No. 24 NAI DFA 313/2

Letter from Robert Brennan to Joseph P. Walshe (Dublin)

Washington DC, 22 October 1945

The following account of Hiroshima was given to me (and a few others) by an American officer who visited the place some time after the explosion.

The centre of the city for three miles was flattened out and nothing was left but a sea of cinders and ashes. The shells of a few concrete buildings still stood. The bomb released a heat of two million degrees Fahrenheit. The air rushing in to fill the vacuum thus created caused a wind which levelled houses and trees in its path.
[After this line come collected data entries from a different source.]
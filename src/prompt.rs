//! The prompt layout engine.
//!
//! Rendering is three explicit stages, each a plain function over the state:
//!
//! 1. [`prepare`] resolves state-dependent colours, prettifies the exit code
//!    and execution time, and splits the path.
//! 2. [`fit`] measures every segment and truncates to the column budget.
//! 3. [`render`] emits the chained chevron blocks.
//!
//! [`render_prompt`] composes the three.

pub mod layout;
pub mod path;
pub mod prettify;
pub mod render;
pub mod state;
pub mod truncate;

pub use layout::Layout;
pub use path::{PathComponent, PathSegments};
pub use render::render;
pub use state::{DirFlag, DirFlags, ExitCodeText, GitStatus, PromptInput, PromptState};

use crate::config::ExitCodeTable;
use crate::error::PromptError;
use crate::styling::StyleOptions;

/// Derive the render state from raw inputs.
pub fn prepare(
    input: PromptInput,
    style: StyleOptions,
    exit_codes: &ExitCodeTable,
) -> Result<PromptState, PromptError> {
    let max_length = match input.max_length {
        Some(length) if length <= 0 => return Err(PromptError::NonPositiveMaxLength(length)),
        Some(length) => Some(length as usize),
        None => None,
    };

    let colors = style.resolve(input.root, input.exit_code.as_deref());
    let exit_code =
        prettify::prettify_exit_code(input.exit_code.as_deref(), style.exit_code_sep, exit_codes);
    let exec_time = prettify::prettify_exec_time(input.exec_time.as_deref())?;
    let path = PathSegments::split(&input.path, input.git_dir_depth);
    let postfix = style.postfix.clone();

    Ok(PromptState {
        style,
        colors,
        status: input.status,
        path,
        dir_flags: input.dir_flags,
        git: input.git,
        exit_code,
        exec_time,
        postfix,
        max_length,
    })
}

/// Truncate to the state's column budget, if it has one.
pub fn fit(mut state: PromptState) -> PromptState {
    let layout = Layout::measure(&state);
    log::debug!("Measured prompt length {}", layout.total());
    if let Some(max_length) = state.max_length {
        truncate::truncate(&mut state, &layout, max_length);
    }
    state
}

/// Run the whole pipeline.
pub fn render_prompt(
    input: PromptInput,
    style: StyleOptions,
    exit_codes: &ExitCodeTable,
) -> Result<String, PromptError> {
    let state = fit(prepare(input, style, exit_codes)?);
    Ok(render(&state))
}

#[cfg(test)]
mod tests {
    use super::*;
    use ansi_str::AnsiStr;

    #[test]
    fn test_prepare_rejects_non_positive_budget() {
        for length in [0, -4] {
            let input = PromptInput {
                max_length: Some(length),
                ..Default::default()
            };
            let err = prepare(input, StyleOptions::defaults(false), &ExitCodeTable::default())
                .unwrap_err();
            assert_eq!(err, PromptError::NonPositiveMaxLength(length));
        }
    }

    #[test]
    fn test_prepare_rejects_negative_exec_time() {
        let input = PromptInput {
            exec_time: Some("-1".into()),
            ..Default::default()
        };
        assert_eq!(
            prepare(input, StyleOptions::defaults(false), &ExitCodeTable::default()),
            Err(PromptError::NegativeExecTime(-1))
        );
    }

    #[test]
    fn test_prepare_copies_postfix_from_style() {
        let mut style = StyleOptions::defaults(false);
        style.postfix = "%".into();
        let state = prepare(PromptInput::default(), style, &ExitCodeTable::default()).unwrap();
        assert_eq!(state.postfix, "%");
    }

    #[test]
    fn test_fit_without_budget_keeps_state() {
        let input = PromptInput {
            path: "/a/very/long/path/indeed".into(),
            exit_code: Some("127".into()),
            ..Default::default()
        };
        let state = prepare(input, StyleOptions::defaults(false), &ExitCodeTable::default())
            .unwrap();
        assert_eq!(fit(state.clone()), state);
    }

    #[test]
    fn test_render_prompt_respects_budget() {
        let input = PromptInput {
            limited: true,
            path: "/home/user/projects/demo".into(),
            exit_code: Some("127".into()),
            max_length: Some(30),
            ..Default::default()
        };
        let rendered =
            render_prompt(input, StyleOptions::defaults(true), &ExitCodeTable::default()).unwrap();
        let visible = rendered.ansi_strip();
        assert!(visible.chars().count() <= 30, "{visible:?}");
        assert!(visible.contains("127"));
        assert!(!visible.contains("NOTFOUND"));
    }
}
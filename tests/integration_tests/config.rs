//! Style and exit code overrides from the config file and environment.

use crate::common::{TestEnv, run};
use insta::assert_snapshot;

#[test]
fn test_config_file_overrides_defaults() {
    let env = TestEnv::new();
    env.write_config(
        r#"
[style]
ch_chevron = "|"

[exit-codes]
"1" = "OOPS"
"#,
    );
    let output = run(env
        .command()
        .arg("--limited")
        .env("PROMPT_EXIT_CODE", "1"));

    assert!(output.status.success(), "{}", output.stderr);
    assert_snapshot!(format!("{:?}", output.visible()), @r#"" | / | 1·OOPS |""#);
}

#[test]
fn test_environment_overrides_config_file() {
    let env = TestEnv::new();
    env.write_config(
        r#"
[style]
ch_chevron = "|"
ch_exit_code_sep = "-"
"#,
    );
    let output = run(env
        .command()
        .arg("--limited")
        .env("PROMPT_EXIT_CODE", "2")
        .env("PROMPT_STYLE", r#"{"ch_chevron": ":"}"#)
        .env("PROMPT_EXIT_CODES", r#"{"2": "USAGE"}"#));

    assert_eq!(output.visible(), " : / : 2-USAGE :");
}

#[test]
fn test_config_flag_overrides_environment_path() {
    let env = TestEnv::new();
    env.write_config("[style]\nch_chevron = \"|\"\n");
    let other = tempfile::tempdir().unwrap();
    let other_path = other.path().join("other.toml");
    std::fs::write(&other_path, "[style]\nch_chevron = \"#\"\n").unwrap();

    let output = run(env
        .command()
        .arg("--limited")
        .arg("--config")
        .arg(&other_path));

    assert_eq!(output.visible(), " # / # #");
}

#[test]
fn test_empty_mnemonic_hides_exit_code_name() {
    let env = TestEnv::new();
    let output = run(env
        .command()
        .arg("--limited")
        .env("PROMPT_EXIT_CODE", "130")
        .env("PROMPT_EXIT_CODES", r#"{"130": ""}"#));

    assert_eq!(output.visible(), " > / > 130 >");
}

#[test]
fn test_colour_override_reaches_output() {
    let env = TestEnv::new();
    let output = run(env
        .command()
        .env("PROMPT_STYLE", r#"{"col_path_dir_fg": 42}"#)
        .env("PROMPT_PATH", "/opt"));

    assert!(output.stdout.contains("38;5;42m"), "{:?}", output.stdout);
}

#[test]
fn test_invalid_glyph_is_fatal() {
    let env = TestEnv::new();
    let output = run(env
        .command()
        .env("PROMPT_STYLE", r#"{"ch_chevron": "->"}"#));

    assert_eq!(output.status.code(), Some(1));
    assert_eq!(output.stdout, "");
    assert!(output.stderr.contains("ch_chevron"), "{}", output.stderr);
}

#[test]
fn test_colour_out_of_range_in_file_is_fatal() {
    let env = TestEnv::new();
    env.write_config("[style]\ncol_git_bg = 300\n");
    let output = run(&mut env.command());

    assert_eq!(output.status.code(), Some(1));
    assert_eq!(output.stdout, "");
    assert!(output.stderr.contains("col_git_bg"), "{}", output.stderr);
}

#[test]
fn test_malformed_layers_fall_back_to_defaults() {
    let env = TestEnv::new();
    env.write_config("[style\nch_chevron = ");
    let output = run(env
        .command()
        .arg("--limited")
        .env("PROMPT_STYLE", "{not json")
        .env("PROMPT_EXIT_CODES", "[]"));

    assert!(output.status.success(), "{}", output.stderr);
    assert_eq!(output.visible(), " > / > >");
    assert_eq!(output.stderr, "");
}

#[test]
fn test_verbose_reports_ignored_input() {
    let env = TestEnv::new();
    let output = run(env
        .command()
        .args(["--limited", "-v"])
        .env("PROMPT_STYLE", r#"{"col_sparkles": 1}"#));

    assert!(output.status.success());
    assert!(
        output.stderr.contains("Ignoring unknown style option col_sparkles"),
        "{}",
        output.stderr
    );
    assert_eq!(output.visible(), " > / > >");
}
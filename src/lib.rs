//! Single-line shell prompt renderer.
//!
//! The shell exports its state as `PROMPT_*` variables; this crate turns that
//! state into a chain of coloured chevron blocks that fits a column budget.
//! See [`prompt`] for the pipeline.

pub mod config;
pub mod environment;
pub mod error;
pub mod prompt;
pub mod styling;

pub use error::PromptError;
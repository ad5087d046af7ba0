//! Fitting the prompt into a column budget.
//!
//! Cuts are applied in a fixed order, stopping as soon as the prompt fits:
//!
//! 1. drop the postfix
//! 2. switch the exit code to its short form
//! 3. drop the git branch name (history and state glyphs stay)
//! 4. elide path components, first component first
//! 5. drop the execution time
//! 6. blank the exit code text (its chevron stays)
//! 7. blank the status text
//!
//! When every cut has been made the prompt may still be too long; the result
//! is best effort.

use super::layout::{Layout, text_len};
use super::state::PromptState;

/// Shrink `state` to fit `max_length` columns.
///
/// Returns the remaining surplus: zero or negative when the prompt fits.
/// Applying the same budget again is a no-op.
pub fn truncate(state: &mut PromptState, layout: &Layout, max_length: usize) -> isize {
    let mut surplus = layout.total() as isize - max_length as isize;
    if surplus <= 0 {
        return surplus;
    }
    log::debug!(
        "Prompt is {} columns, {surplus} over the budget of {max_length}",
        layout.total()
    );

    // 1. postfix
    surplus -= layout.postfix as isize;
    state.postfix.clear();
    if surplus <= 0 {
        return surplus;
    }

    // 2. short exit code
    surplus -= layout.exit_code_suffix as isize;
    if let Some(exit) = &mut state.exit_code {
        exit.display = exit.short.clone();
    }
    if surplus <= 0 {
        return surplus;
    }

    // 3. branch name
    surplus -= layout.git_branch as isize;
    if let Some(git) = &mut state.git {
        git.branch.clear();
    }
    if surplus <= 0 {
        return surplus;
    }

    // 4. path components
    surplus = elide_path(state, surplus);
    if surplus <= 0 {
        return surplus;
    }

    // 5. execution time
    surplus -= layout.exec_time as isize;
    state.exec_time = None;
    if surplus <= 0 {
        return surplus;
    }

    // 6. exit code text
    if let Some(exit) = &mut state.exit_code {
        surplus -= text_len(&exit.display) as isize;
        exit.display.clear();
        exit.short.clear();
    }
    if surplus <= 0 {
        return surplus;
    }

    // 7. status
    surplus -= layout.status as isize;
    state.status.clear();

    if surplus > 0 {
        log::debug!("Prompt still {surplus} columns over budget after every cut");
    }
    surplus
}

/// Elide trailing characters of path components, left to right.
///
/// A component longer than two characters can shrink to its first character
/// plus one omission marker. The marker costs one column the first time a
/// component is elided.
fn elide_path(state: &mut PromptState, mut surplus: isize) -> isize {
    for component in &mut state.path.components {
        let max_omitted = component.max_omitted();
        let omitted = component.omitted();
        if component.len() <= 2 || omitted == max_omitted {
            continue;
        }

        let marker = usize::from(omitted == 0);
        let capacity = (max_omitted - omitted - marker) as isize;
        if surplus > capacity {
            component.set_omitted(max_omitted);
            surplus -= capacity;
        } else {
            component.set_omitted(omitted + surplus as usize + marker);
            return 0;
        }
    }
    surplus
}
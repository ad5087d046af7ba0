//! Style constants and message formatting for diagnostics
//!
//! Diagnostics go to stderr and are formatted with `cformat!` HTML-like tags:
//!
//! ```
//! use color_print::cformat;
//!
//! let option = "ch_chevron";
//! let msg = cformat!("<red>Invalid glyph for <bold>{option}</></>");
//! ```
//!
//! The prompt itself never uses these; it is coloured with the 256-colour
//! helpers in the parent module.

use std::fmt;

use color_print::cformat;

/// Error emoji: `cformat!("{ERROR_EMOJI} <red>message</>")`
pub const ERROR_EMOJI: &str = "❌";

/// Hint emoji: `cformat!("{HINT_EMOJI} <dim>message</>")`
pub const HINT_EMOJI: &str = "💡";

/// A message that has already been formatted with emoji and styling.
///
/// Does not implement `AsRef<str>`, so passing one back into a message
/// function is a compile error rather than a double-formatted string.
#[derive(Debug, Clone)]
pub struct FormattedMessage(String);

impl FormattedMessage {
    /// Borrow the inner string for inspection (e.g., in tests).
    pub fn as_str(&self) -> &str {
        &self.0
    }
}

impl fmt::Display for FormattedMessage {
    fn fmt(&self, f: &mut fmt::Formatter<'_>) -> fmt::Result {
        write!(f, "{}", self.0)
    }
}

/// Format an error message with emoji and red styling
pub fn error_message(content: impl AsRef<str>) -> FormattedMessage {
    FormattedMessage(cformat!("{ERROR_EMOJI} <red>{}</>", content.as_ref()))
}

/// Format a hint message with emoji and dim styling
pub fn hint_message(content: impl AsRef<str>) -> FormattedMessage {
    FormattedMessage(cformat!("{HINT_EMOJI} <dim>{}</>", content.as_ref()))
}

#[cfg(test)]
mod tests {
    use super::*;

    #[test]
    fn test_error_message() {
        let msg = error_message("Style option ch_chevron is invalid");
        // Red is ANSI 31
        assert!(msg.as_str().contains("\x1b[31m"));
        assert!(msg.as_str().contains("❌"));
        assert!(msg.as_str().contains("ch_chevron"));
    }

    #[test]
    fn test_hint_message() {
        let msg = hint_message("Check PROMPT_STYLE");
        assert!(msg.as_str().contains("💡"));
        assert!(msg.as_str().contains("Check PROMPT_STYLE"));
    }
}
//! Prompt style options and the colours derived from prompt state.
//!
//! [`StyleOptions`] holds every glyph and colour the renderer uses, starting
//! from built-in defaults that depend only on terminal capability. Overrides
//! from config are applied on top of it (see `config::overrides`).
//!
//! A few colours depend on the prompt itself (root or not, last command
//! succeeded or failed). Those are computed by [`StyleOptions::resolve`] unless
//! the user pinned them explicitly.

use std::fmt;

use crate::error::PromptError;

/// Chevron used on terminals with a powerline-capable font.
pub const UNICODE_CHEVRON: Glyph = Glyph('\u{e0b0}');

/// Chevron used on terminals with a reduced palette.
pub const ASCII_CHEVRON: Glyph = Glyph('>');

/// Postfix printed after the final chevron on full terminals.
pub const DEFAULT_POSTFIX: &str = " ❯";

/// A single printable character.
#[derive(Debug, Clone, Copy, PartialEq, Eq)]
pub struct Glyph(char);

impl Glyph {
    /// Validate a glyph option value.
    pub fn parse(option: &'static str, value: &str) -> Result<Self, PromptError> {
        let mut chars = value.chars();
        match (chars.next(), chars.next()) {
            (Some(c), None) if !c.is_control() => Ok(Self(c)),
            _ => Err(PromptError::InvalidGlyph {
                option,
                value: value.to_string(),
            }),
        }
    }

    pub const fn as_char(self) -> char {
        self.0
    }
}

impl fmt::Display for Glyph {
    fn fmt(&self, f: &mut fmt::Formatter<'_>) -> fmt::Result {
        write!(f, "{}", self.0)
    }
}

/// Every visual option of the prompt.
///
/// Colour fields are 256-colour palette indices. The `Option` colour fields are
/// derived colours: `None` means "compute from prompt state".
#[derive(Debug, Clone, PartialEq, Eq)]
pub struct StyleOptions {
    pub chevron: Glyph,

    pub status_nr_fg: u8,
    pub status_nr_bg: u8,
    pub status_r_fg: u8,
    pub status_r_bg: u8,
    pub status_fg: Option<u8>,
    pub status_bg: Option<u8>,

    pub path_omit: Glyph,
    pub path_nonprint: Glyph,
    pub path_dir_fg: u8,
    pub path_repo_fg: u8,
    pub path_sep_fg: u8,
    pub path_omit_fg: u8,
    pub path_nonprint_fg: u8,
    pub path_bg: u8,

    pub dir_unreadable: Glyph,
    pub dir_unwritable: Glyph,
    pub dir_unvisitable: Glyph,
    pub dir_setguid: Glyph,
    pub dir_sticky: Glyph,
    pub dir_flags_fg: u8,

    pub git_ahead: Glyph,
    pub git_behind: Glyph,
    pub git_merging: Glyph,
    pub git_untracked: Glyph,
    pub git_modified: Glyph,
    pub git_staged: Glyph,
    pub git_branch_fg: u8,
    pub git_detached_fg: u8,
    pub git_ahead_fg: u8,
    pub git_behind_fg: u8,
    pub git_merging_fg: u8,
    pub git_untracked_fg: u8,
    pub git_modified_fg: u8,
    pub git_staged_fg: u8,
    pub git_bg: u8,

    pub exit_code_sep: Glyph,
    pub exit_code_success_fg: u8,
    pub exit_code_success_bg: u8,
    pub exit_code_fail_fg: u8,
    pub exit_code_fail_bg: u8,
    pub exit_code_none_bg: u8,
    pub exit_code_fg: Option<u8>,
    pub exit_code_bg: Option<u8>,

    pub postfix: String,
    pub postfix_fg: Option<u8>,
}

impl StyleOptions {
    /// Built-in defaults. `limited` swaps the chevron for an ASCII arrow and
    /// drops the postfix.
    pub fn defaults(limited: bool) -> Self {
        Self {
            chevron: if limited {
                ASCII_CHEVRON
            } else {
                UNICODE_CHEVRON
            },

            status_nr_fg: 248,
            status_nr_bg: 238,
            status_r_fg: 236,
            status_r_bg: 202,
            status_fg: None,
            status_bg: None,

            path_omit: Glyph('▶'),
            path_nonprint: Glyph('_'),
            path_dir_fg: 254,
            path_repo_fg: 187,
            path_sep_fg: 236,
            path_omit_fg: 200,
            path_nonprint_fg: 196,
            path_bg: 240,

            dir_unreadable: Glyph('R'),
            dir_unwritable: Glyph('W'),
            dir_unvisitable: Glyph('X'),
            dir_setguid: Glyph('S'),
            dir_sticky: Glyph('T'),
            dir_flags_fg: 214,

            git_ahead: Glyph('↑'),
            git_behind: Glyph('↓'),
            git_merging: Glyph('↕'),
            git_untracked: Glyph('•'),
            git_modified: Glyph('•'),
            git_staged: Glyph('•'),
            git_branch_fg: 228,
            git_detached_fg: 208,
            git_ahead_fg: 254,
            git_behind_fg: 166,
            git_merging_fg: 33,
            git_untracked_fg: 160,
            git_modified_fg: 214,
            git_staged_fg: 34,
            git_bg: 238,

            exit_code_sep: Glyph('·'),
            exit_code_success_fg: 254,
            exit_code_success_bg: 35,
            exit_code_fail_fg: 252,
            exit_code_fail_bg: 124,
            exit_code_none_bg: 242,
            exit_code_fg: None,
            exit_code_bg: None,

            postfix: if limited {
                String::new()
            } else {
                DEFAULT_POSTFIX.to_string()
            },
            postfix_fg: None,
        }
    }

    /// Fill in the state-dependent colours the user did not pin.
    ///
    /// `exit_code` is the raw code before prettification.
    pub fn resolve(&self, root: bool, exit_code: Option<&str>) -> ResolvedStyle {
        let (status_fg, status_bg) = if root {
            (self.status_r_fg, self.status_r_bg)
        } else {
            (self.status_nr_fg, self.status_nr_bg)
        };

        let (exit_code_fg, exit_code_bg) = match exit_code {
            Some(code) if is_success(code) => {
                (self.exit_code_success_fg, self.exit_code_success_bg)
            }
            Some(_) => (self.exit_code_fail_fg, self.exit_code_fail_bg),
            None => (self.exit_code_success_fg, self.exit_code_none_bg),
        };
        let exit_code_bg = self.exit_code_bg.unwrap_or(exit_code_bg);

        ResolvedStyle {
            status_fg: self.status_fg.unwrap_or(status_fg),
            status_bg: self.status_bg.unwrap_or(status_bg),
            exit_code_fg: self.exit_code_fg.unwrap_or(exit_code_fg),
            exit_code_bg,
            postfix_fg: self.postfix_fg.unwrap_or(exit_code_bg),
        }
    }
}

/// An exit status counts as success when it is `0` or empty.
pub fn is_success(exit_code: &str) -> bool {
    exit_code.is_empty() || exit_code == "0"
}

/// Colours that depend on prompt state.
#[derive(Debug, Clone, Copy, PartialEq, Eq)]
pub struct ResolvedStyle {
    pub status_fg: u8,
    pub status_bg: u8,
    pub exit_code_fg: u8,
    pub exit_code_bg: u8,
    pub postfix_fg: u8,
}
It was this air converging on the centre of the explosion and rushing upward which caused the huge giant mushroom-like vapour formation which in an incredibly short time reached a height of 40,000 feet. Trees far from the centre of the explosion were seared yellow. There were upwards to 50,000 people killed outright of whom 25,000 were children on their way to school. The succeeding death rate was about 500 a day. The weight of the explosive in the bomb is 40 ounces though the whole contrivance weighs 50 to 100 lbs. and is shaped like a gate post. The final explosion is caused by bringing together two substances by means of a chain of explosions. Before the bomb struck there had been an alert sounded in the city but the all clear signal was given in the mistaken impression that the airplane had gone away. Actually at an immense height it had shut off its engines and was circling into position to release the bomb by parachute. Hiroshima was a vulnerable target for the bomb because the city was in the shape of a bowl on either side of a river. Nagasaki was not so bad because there was a hill which protected a major section of the town.